### SOURCE RECORDS:
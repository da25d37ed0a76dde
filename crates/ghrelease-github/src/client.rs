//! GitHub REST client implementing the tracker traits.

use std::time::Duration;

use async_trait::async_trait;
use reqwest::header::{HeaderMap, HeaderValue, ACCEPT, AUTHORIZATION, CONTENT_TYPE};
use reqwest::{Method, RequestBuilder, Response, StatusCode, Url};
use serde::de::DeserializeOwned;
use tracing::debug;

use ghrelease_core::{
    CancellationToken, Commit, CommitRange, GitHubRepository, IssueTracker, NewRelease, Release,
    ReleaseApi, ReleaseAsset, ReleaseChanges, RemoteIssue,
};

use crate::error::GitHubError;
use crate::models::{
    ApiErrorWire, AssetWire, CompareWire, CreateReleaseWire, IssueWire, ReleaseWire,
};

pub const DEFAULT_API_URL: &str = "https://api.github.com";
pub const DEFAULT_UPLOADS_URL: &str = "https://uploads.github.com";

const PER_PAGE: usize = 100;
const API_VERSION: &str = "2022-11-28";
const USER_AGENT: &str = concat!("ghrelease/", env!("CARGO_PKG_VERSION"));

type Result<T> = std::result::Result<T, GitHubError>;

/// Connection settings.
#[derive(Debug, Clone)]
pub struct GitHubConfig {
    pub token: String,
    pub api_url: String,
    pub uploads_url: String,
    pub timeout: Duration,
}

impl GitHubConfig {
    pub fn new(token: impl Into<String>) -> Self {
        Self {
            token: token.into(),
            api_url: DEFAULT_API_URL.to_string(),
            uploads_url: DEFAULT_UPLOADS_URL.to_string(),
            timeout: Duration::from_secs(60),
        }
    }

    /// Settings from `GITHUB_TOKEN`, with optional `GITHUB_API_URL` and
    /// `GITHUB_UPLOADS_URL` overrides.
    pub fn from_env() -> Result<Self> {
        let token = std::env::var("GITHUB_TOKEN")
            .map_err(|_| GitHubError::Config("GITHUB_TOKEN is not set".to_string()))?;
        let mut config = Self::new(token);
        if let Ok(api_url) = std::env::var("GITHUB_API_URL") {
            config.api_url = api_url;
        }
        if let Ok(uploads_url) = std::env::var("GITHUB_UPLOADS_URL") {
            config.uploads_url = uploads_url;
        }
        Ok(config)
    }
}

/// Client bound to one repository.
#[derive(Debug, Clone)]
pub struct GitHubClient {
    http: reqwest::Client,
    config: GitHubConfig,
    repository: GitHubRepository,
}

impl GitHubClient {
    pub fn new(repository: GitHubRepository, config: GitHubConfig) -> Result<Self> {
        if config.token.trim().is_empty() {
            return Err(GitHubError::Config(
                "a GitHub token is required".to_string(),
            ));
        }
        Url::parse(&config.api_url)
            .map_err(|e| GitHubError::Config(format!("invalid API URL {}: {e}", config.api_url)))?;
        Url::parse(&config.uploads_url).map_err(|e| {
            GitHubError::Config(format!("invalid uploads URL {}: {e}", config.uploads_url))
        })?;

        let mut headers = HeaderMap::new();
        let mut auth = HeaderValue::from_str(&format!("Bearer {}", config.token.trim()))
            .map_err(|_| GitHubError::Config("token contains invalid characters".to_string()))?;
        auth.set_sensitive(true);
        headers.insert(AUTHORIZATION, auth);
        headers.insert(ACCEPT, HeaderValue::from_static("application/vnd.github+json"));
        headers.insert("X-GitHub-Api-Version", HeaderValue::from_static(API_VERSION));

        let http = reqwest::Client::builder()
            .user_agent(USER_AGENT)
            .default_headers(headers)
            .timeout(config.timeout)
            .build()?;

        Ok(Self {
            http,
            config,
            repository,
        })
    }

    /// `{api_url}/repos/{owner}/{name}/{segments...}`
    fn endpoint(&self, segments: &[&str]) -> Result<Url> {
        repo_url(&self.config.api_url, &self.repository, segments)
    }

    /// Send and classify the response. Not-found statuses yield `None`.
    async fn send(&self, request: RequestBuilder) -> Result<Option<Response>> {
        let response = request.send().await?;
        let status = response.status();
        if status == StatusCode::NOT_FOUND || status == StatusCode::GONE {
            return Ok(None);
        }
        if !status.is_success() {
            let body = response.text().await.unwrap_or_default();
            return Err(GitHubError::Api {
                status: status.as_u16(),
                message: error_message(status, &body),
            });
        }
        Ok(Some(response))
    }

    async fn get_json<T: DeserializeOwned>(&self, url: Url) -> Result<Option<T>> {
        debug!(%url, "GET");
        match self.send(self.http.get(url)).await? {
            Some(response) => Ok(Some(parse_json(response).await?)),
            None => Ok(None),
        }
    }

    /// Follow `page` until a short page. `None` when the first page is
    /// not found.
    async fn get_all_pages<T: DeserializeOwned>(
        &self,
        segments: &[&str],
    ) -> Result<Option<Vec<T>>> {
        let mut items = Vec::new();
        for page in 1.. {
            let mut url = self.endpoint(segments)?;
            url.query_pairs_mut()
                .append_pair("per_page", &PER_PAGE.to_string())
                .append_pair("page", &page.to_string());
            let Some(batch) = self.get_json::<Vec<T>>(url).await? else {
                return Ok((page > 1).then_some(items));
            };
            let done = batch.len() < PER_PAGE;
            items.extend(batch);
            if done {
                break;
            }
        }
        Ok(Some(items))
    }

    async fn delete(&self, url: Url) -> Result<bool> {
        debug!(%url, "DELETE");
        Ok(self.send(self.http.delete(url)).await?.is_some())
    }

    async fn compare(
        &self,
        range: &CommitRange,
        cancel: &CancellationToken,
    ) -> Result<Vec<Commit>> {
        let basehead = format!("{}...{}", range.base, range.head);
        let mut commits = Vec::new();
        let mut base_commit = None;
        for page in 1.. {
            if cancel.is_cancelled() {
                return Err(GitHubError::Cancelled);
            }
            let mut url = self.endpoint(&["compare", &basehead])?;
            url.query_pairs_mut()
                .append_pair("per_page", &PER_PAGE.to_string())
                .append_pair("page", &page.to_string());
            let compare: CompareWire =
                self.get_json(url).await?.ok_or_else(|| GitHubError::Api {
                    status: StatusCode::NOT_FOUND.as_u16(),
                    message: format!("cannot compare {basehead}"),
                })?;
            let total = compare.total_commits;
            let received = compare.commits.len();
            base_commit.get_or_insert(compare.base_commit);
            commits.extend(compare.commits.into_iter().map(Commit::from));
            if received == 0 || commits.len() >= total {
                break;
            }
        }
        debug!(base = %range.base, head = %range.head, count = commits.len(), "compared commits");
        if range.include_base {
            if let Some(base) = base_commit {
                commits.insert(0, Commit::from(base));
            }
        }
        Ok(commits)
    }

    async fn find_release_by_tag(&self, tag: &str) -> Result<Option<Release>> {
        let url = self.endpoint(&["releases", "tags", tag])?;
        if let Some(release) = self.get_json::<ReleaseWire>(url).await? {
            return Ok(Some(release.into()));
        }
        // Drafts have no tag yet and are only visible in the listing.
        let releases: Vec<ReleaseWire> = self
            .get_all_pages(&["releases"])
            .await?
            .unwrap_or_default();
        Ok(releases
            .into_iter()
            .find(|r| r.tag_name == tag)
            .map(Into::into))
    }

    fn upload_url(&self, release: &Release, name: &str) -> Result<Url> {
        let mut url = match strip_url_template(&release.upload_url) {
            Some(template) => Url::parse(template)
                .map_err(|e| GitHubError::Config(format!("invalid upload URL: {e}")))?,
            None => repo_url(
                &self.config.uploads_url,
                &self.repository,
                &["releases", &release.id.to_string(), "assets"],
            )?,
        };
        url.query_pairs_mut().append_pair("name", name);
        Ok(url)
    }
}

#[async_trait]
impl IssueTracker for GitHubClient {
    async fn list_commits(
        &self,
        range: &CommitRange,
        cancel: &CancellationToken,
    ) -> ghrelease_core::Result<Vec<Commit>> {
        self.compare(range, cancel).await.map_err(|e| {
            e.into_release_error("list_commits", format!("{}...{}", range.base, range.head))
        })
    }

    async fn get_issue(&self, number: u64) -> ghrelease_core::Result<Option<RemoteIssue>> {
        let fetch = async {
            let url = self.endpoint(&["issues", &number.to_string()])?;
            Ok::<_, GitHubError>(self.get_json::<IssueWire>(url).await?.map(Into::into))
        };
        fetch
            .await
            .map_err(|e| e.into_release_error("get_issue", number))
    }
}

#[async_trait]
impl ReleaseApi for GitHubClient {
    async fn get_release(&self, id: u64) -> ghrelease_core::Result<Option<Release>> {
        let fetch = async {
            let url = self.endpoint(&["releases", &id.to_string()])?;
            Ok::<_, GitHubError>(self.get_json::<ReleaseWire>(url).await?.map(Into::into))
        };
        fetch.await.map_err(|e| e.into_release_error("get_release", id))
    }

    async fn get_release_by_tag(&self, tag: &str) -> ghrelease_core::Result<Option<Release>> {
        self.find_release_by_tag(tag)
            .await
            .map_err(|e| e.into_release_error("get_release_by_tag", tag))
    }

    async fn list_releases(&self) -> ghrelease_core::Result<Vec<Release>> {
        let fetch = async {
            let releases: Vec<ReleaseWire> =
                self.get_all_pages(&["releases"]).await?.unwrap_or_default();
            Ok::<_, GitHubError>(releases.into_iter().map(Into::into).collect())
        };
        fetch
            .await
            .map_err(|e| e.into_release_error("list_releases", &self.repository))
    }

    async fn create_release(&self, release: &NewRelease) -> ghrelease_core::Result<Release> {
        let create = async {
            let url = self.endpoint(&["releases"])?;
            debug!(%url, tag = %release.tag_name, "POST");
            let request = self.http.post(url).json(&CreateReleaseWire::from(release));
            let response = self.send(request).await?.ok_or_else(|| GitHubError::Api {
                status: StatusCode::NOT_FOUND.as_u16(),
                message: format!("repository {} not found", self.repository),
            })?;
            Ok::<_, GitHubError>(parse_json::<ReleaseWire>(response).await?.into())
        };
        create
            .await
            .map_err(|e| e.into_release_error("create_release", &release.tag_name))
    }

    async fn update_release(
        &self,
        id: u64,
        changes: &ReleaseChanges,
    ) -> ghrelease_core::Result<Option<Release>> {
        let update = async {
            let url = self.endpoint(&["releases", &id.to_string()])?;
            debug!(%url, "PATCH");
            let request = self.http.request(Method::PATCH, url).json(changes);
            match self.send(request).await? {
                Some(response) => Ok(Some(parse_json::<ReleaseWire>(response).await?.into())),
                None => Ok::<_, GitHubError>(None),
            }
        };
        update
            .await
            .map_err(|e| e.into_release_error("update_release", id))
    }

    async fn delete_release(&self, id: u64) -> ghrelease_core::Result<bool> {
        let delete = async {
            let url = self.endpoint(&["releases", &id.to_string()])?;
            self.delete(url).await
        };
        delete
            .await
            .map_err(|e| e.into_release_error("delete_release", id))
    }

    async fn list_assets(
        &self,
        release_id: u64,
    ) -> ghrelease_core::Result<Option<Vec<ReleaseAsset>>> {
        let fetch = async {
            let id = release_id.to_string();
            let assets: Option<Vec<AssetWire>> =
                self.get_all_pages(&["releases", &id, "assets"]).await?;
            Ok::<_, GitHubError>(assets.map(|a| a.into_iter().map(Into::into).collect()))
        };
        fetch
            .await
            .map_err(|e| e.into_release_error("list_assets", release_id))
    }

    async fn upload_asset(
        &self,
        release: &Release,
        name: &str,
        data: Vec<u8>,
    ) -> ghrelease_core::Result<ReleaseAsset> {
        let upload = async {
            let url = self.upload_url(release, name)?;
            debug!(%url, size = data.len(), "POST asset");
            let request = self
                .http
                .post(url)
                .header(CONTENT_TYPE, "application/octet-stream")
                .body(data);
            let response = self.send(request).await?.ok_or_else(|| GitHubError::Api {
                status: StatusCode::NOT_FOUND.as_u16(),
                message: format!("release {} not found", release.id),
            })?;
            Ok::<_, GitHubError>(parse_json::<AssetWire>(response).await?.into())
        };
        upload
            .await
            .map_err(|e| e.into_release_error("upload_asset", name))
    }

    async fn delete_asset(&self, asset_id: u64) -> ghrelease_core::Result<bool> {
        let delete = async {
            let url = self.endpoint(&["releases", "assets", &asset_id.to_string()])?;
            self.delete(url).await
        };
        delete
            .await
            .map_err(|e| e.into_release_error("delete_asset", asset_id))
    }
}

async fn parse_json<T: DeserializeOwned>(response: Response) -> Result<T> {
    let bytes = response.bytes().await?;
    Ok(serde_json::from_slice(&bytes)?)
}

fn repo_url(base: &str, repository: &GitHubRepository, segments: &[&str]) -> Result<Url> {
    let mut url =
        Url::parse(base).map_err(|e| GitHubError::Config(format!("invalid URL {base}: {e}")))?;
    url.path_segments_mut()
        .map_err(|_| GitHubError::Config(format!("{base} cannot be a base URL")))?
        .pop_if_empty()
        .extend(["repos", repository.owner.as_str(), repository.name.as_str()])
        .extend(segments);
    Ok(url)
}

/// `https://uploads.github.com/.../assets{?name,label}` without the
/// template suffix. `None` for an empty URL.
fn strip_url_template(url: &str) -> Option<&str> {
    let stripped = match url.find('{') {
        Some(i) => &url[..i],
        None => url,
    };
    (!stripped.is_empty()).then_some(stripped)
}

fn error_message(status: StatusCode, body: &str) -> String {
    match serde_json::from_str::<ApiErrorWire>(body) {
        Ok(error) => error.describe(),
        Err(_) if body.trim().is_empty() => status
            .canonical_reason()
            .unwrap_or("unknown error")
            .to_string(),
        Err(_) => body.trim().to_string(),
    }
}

==

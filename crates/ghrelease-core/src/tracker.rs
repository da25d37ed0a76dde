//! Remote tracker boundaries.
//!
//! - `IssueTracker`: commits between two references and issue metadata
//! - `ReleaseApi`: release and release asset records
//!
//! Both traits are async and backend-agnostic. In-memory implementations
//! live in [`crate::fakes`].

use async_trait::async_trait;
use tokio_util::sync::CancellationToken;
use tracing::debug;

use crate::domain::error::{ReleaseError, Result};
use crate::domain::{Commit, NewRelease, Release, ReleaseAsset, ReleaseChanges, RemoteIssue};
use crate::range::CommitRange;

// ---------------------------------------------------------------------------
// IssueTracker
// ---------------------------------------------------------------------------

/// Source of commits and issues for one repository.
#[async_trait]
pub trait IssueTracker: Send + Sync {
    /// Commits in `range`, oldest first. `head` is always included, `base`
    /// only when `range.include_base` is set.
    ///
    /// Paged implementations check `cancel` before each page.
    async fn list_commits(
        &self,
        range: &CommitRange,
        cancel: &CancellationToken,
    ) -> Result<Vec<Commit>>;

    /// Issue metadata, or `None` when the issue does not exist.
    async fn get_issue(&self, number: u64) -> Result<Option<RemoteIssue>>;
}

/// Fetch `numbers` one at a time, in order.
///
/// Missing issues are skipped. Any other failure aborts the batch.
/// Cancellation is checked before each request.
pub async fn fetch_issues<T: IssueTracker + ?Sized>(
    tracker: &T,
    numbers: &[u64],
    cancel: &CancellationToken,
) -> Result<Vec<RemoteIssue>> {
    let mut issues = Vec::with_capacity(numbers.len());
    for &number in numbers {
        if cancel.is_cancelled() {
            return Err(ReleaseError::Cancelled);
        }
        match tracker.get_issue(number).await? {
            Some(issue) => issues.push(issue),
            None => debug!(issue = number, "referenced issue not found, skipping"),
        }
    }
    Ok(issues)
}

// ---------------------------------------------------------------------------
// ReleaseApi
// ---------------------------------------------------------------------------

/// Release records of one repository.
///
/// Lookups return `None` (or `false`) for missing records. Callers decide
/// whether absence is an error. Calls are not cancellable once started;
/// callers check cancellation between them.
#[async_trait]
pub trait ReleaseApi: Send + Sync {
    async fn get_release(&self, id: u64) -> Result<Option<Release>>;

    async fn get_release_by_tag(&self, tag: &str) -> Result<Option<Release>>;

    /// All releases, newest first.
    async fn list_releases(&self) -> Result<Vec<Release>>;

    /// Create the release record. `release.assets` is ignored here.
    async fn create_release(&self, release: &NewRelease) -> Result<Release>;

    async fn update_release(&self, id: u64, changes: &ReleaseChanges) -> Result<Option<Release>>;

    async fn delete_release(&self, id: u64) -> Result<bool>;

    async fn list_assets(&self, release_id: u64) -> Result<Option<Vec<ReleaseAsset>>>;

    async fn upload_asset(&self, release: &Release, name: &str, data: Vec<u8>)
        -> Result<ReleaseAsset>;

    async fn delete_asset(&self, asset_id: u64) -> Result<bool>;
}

* * *

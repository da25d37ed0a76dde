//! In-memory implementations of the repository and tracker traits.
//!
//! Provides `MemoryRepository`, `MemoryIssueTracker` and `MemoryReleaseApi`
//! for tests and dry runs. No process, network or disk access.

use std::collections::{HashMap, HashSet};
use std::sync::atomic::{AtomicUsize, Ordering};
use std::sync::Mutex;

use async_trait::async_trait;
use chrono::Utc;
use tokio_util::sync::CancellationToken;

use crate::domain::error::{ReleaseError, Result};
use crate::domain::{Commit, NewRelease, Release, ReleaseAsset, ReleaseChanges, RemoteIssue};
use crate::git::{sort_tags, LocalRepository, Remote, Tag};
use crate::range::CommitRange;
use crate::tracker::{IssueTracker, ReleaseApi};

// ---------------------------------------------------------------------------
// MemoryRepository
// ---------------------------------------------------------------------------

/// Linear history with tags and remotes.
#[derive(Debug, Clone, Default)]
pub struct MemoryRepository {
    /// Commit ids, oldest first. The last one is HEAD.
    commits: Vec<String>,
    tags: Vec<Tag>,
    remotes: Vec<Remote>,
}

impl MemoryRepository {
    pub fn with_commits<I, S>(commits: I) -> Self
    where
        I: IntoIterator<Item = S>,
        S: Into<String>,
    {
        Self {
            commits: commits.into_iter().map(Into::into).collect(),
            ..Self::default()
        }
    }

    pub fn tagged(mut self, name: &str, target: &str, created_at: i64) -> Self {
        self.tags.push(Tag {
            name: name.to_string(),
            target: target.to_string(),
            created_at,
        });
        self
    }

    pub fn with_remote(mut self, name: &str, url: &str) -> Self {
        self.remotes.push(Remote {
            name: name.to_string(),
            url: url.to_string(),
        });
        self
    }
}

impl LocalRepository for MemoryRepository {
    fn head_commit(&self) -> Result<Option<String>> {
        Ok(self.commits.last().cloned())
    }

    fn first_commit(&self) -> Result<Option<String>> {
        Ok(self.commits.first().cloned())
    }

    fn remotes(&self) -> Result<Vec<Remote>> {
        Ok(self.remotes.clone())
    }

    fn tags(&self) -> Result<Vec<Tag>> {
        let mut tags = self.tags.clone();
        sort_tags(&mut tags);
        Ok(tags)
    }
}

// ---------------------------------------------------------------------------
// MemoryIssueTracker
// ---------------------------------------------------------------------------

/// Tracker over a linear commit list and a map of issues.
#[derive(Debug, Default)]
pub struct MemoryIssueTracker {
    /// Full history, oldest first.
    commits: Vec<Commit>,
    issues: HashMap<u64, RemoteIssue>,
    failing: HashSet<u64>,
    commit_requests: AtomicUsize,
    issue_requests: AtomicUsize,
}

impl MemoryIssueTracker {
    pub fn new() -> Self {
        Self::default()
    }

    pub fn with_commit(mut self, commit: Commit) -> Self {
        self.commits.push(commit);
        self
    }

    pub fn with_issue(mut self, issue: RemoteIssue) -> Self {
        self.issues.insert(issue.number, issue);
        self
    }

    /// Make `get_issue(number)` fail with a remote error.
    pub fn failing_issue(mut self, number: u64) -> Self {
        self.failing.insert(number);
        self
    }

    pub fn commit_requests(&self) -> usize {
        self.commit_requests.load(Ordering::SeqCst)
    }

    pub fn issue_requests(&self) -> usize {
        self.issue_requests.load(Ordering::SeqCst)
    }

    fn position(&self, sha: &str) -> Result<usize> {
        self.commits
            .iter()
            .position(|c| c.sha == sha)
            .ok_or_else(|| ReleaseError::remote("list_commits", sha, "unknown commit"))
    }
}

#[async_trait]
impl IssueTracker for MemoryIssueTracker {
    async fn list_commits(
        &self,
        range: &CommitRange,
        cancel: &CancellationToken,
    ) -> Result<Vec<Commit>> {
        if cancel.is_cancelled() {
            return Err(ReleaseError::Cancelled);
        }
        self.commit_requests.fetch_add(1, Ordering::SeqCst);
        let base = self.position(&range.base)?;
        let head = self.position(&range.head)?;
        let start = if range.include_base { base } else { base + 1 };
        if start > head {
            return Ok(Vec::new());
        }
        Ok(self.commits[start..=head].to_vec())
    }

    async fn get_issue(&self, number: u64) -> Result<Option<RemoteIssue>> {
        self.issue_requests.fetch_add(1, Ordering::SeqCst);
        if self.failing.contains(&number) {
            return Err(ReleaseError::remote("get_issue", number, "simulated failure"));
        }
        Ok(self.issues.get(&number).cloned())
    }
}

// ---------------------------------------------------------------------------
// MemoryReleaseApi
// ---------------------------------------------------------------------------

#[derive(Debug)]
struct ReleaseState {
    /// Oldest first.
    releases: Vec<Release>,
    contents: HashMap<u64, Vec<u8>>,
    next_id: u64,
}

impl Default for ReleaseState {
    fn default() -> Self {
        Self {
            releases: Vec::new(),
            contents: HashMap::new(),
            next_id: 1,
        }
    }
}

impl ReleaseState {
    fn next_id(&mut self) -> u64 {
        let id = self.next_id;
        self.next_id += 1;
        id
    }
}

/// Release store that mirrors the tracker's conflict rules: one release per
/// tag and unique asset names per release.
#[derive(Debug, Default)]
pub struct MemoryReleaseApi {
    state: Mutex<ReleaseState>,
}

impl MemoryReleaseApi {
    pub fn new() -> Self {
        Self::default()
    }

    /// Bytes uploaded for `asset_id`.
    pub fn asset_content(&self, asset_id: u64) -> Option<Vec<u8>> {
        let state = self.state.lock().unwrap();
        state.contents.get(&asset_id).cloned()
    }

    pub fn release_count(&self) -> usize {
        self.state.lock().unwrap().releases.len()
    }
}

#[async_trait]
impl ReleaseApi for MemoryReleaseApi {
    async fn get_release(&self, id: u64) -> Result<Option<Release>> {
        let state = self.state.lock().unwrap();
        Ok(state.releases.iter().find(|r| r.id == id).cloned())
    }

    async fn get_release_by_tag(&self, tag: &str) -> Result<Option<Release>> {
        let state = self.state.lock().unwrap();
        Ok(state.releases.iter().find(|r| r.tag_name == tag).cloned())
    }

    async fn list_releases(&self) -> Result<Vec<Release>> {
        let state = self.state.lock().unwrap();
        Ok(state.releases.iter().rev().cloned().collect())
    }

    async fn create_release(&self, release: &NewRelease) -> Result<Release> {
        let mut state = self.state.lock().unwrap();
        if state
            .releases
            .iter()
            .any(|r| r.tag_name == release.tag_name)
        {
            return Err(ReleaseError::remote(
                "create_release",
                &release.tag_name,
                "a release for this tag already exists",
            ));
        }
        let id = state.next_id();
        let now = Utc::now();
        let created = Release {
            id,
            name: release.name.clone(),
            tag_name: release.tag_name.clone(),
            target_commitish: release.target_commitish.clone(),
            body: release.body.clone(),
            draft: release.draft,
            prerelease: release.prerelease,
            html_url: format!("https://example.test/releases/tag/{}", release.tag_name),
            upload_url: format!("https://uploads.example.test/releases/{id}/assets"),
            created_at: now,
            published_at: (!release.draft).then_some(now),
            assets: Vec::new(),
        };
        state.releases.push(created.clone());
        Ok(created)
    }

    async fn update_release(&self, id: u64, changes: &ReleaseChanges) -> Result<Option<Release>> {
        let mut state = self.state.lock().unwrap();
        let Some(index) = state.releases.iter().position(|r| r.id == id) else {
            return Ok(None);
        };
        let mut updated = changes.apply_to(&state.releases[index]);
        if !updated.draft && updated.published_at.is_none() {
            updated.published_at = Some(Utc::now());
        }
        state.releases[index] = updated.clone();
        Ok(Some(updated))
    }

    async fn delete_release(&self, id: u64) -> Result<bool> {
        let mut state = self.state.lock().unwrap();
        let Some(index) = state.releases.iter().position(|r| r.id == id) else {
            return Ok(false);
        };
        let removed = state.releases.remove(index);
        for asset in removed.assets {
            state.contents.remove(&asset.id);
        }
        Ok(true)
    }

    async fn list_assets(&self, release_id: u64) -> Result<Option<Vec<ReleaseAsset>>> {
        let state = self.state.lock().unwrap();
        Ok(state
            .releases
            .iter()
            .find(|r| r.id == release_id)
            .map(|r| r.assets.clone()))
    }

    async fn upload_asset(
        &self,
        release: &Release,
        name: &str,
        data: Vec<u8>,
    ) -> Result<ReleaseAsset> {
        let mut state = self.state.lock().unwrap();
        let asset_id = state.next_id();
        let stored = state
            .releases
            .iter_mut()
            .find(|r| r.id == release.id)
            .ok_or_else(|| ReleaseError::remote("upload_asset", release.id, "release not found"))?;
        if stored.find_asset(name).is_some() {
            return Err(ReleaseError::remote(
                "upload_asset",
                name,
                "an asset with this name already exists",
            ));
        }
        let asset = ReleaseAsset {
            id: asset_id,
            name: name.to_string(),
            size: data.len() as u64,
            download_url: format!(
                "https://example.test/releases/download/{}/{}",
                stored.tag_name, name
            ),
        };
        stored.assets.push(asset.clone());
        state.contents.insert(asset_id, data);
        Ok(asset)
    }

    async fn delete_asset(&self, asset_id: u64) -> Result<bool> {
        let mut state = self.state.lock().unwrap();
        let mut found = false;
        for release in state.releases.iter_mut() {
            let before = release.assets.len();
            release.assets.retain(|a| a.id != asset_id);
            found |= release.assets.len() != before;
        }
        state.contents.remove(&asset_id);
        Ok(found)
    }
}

### WHAT IS EXPECTED:
Extract all lines from the data in which "DeserializeOwned" is found.

### SOLUTION TO THIS TASK:
use serde::de::DeserializeOwned;
    async fn get_json<T: DeserializeOwned>(&self, url: Url) -> Result<Option<T>> {
    async fn get_all_pages<T: DeserializeOwned>(
async fn parse_json<T: DeserializeOwned>(response: Response) -> Result<T> {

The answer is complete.